I've never bothered with actually iplementing FSCONFIG_SET_PATH semantics because I think it's really weird to allow *at semantics when setting filesystem parameters. I always thought it's better to force userspace to provide a file descriptor for the final destination instead of doing some arcane lookup variant for mount configuration. But I'm happy to be convinced of its usefulness...
I do think it's useful, and here's my thought process...
Most filesystems have to take string path parameters in order to support mount(2) and work with mount(8). Yes, fsparam_fd() will accept FSCONFIG_SET_STRING by parsing it as a decimal string, but there are only two users of fsparam_fd() and honestly I'm not convinced this is a particularly sane API for anything other than strict backcompat reasons (the API only makes sense as a file descriptor and you want mount(8) to be able to use it).

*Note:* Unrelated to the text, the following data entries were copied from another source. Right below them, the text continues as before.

use crate::catalog::DEFAULT_SEARCH_LIMIT;
use crate::dataset::DatasetSource;
use crate::error::{Error, Result};
use log::debug;
use serde::{Deserialize, Serialize};
use std::fs;
use std::path::{Path, PathBuf};

const DEFAULT_FAVORITES_FILE: &str = "favorites.toml";

/// Runtime settings, read from a TOML file.
///
/// Every field is optional in the file:
///
/// ```toml
/// favorites_path = "/var/lib/uniquity/favorites.toml"
/// search_limit = 100
///
/// [dataset]
/// kind = "ucd"
/// path = "/usr/share/unicode"
/// ```
#[derive(Debug, Clone, PartialEq, Eq, Serialize, Deserialize)]
#[serde(default, deny_unknown_fields)]
pub struct Config {
    /// Where reference data is loaded from.
    pub dataset: DatasetSource,
    /// File holding the favorites.
    pub favorites_path: PathBuf,
    /// Maximum number of search results.
    pub search_limit: usize,
}

impl Default for Config {
    fn default() -> Self {
        Config {
            dataset: DatasetSource::default(),
            favorites_path: PathBuf::from(DEFAULT_FAVORITES_FILE),
            search_limit: DEFAULT_SEARCH_LIMIT,
        }
    }
}

impl Config {
    /// Parses and validates a configuration document.
    pub fn from_toml_str(content: &str) -> Result<Self> {
        let config: Config =
            toml::from_str(content).map_err(|e| Error::InvalidConfig(e.to_string()))?;
        config.validate()?;
        Ok(config)
    }

    /// Reads a configuration file.
    pub fn load(path: &Path) -> Result<Self> {
        debug!("reading config from {}", path.display());
        let content = fs::read_to_string(path)
            .map_err(|e| Error::InvalidConfig(format!("{}: {}", path.display(), e)))?;
        Self::from_toml_str(&content)
    }

    /// Checks values the type system does not.
    pub fn validate(&self) -> Result<()> {
        if self.search_limit == 0 {
            return Err(Error::InvalidConfig("search_limit must be positive".into()));
        }
        if self.favorites_path.as_os_str().is_empty() {
            return Err(Error::InvalidConfig("favorites_path is empty".into()));
        }
        Ok(())
    }
}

So you end up with most parameters supporting paths set using FSCONFIG_SET_STRING anyway, meaning in-kernel lookups can't be taken off the table. And if we accept paths for lookup, then (for the same reason we have *at(2) syscalls) it is preferable to allow specifying dirfds. So FSCONFIG_SET_PATH should also be supported.
And as there is no infrastructure to block FSCONFIG_SET_PATH_EMPTY arguments (yes, you can do it manually, but the *only* user of fs_lookup_param() doesn't), then anything that accepts FSCONFIG_SET_PATH currently also accepts FSCONFIG_SET_PATH_EMPTY which is "morally equivalent" to FSCONFIG_SET_FD. So unless you block FSCONFIG_SET_PATH_EMPTY then FSCONFIG_SET_FD should probably also be supported (there is the re-opening distinction, of course, but that is not relevant if you use filename_lookup() -- which is what filesystems will do in practice).
So my impression is that most users (if they had an fsconfig(2) man page to read...) would expect parameters that accept paths to either:
* Work with FSCONFIG_SET_STRING and FSCONFIG_SET_PATH only; or * Work with FSCONFIG_SET_STRING, FSCONFIG_SET_PATH, FSCONFIG_SET_PATH_EMPTY, and FSCONFIG_SET_FD.
Currently, none of our parameters work that way.
* ext4's journal_path takes FSCONFIG_SET_STRING, FSCONFIG_SET_PATH, and FSCONFIG_SET_PATH_EMPTY. * overlayfs takes FSCONFIG_SET_FD and FSCONFIG_SET_STRING.
I only fully realised how inconsistent this is while working on the fsconfig(2) man pages -- at the moment I have a very long paragraph explaining that there is this distinction in-kernel, but this really doesn't seem intentional to me. I would be very confused as a user that FSCONFIG_SET_PATH is useless for most filesystem *path* parameters, even though the filesystem accepts them as FSCONFIG_SET_STRING.
As for practical uses, it would be nice to not have to open 500 files in order to create a 500-layer overlayfs.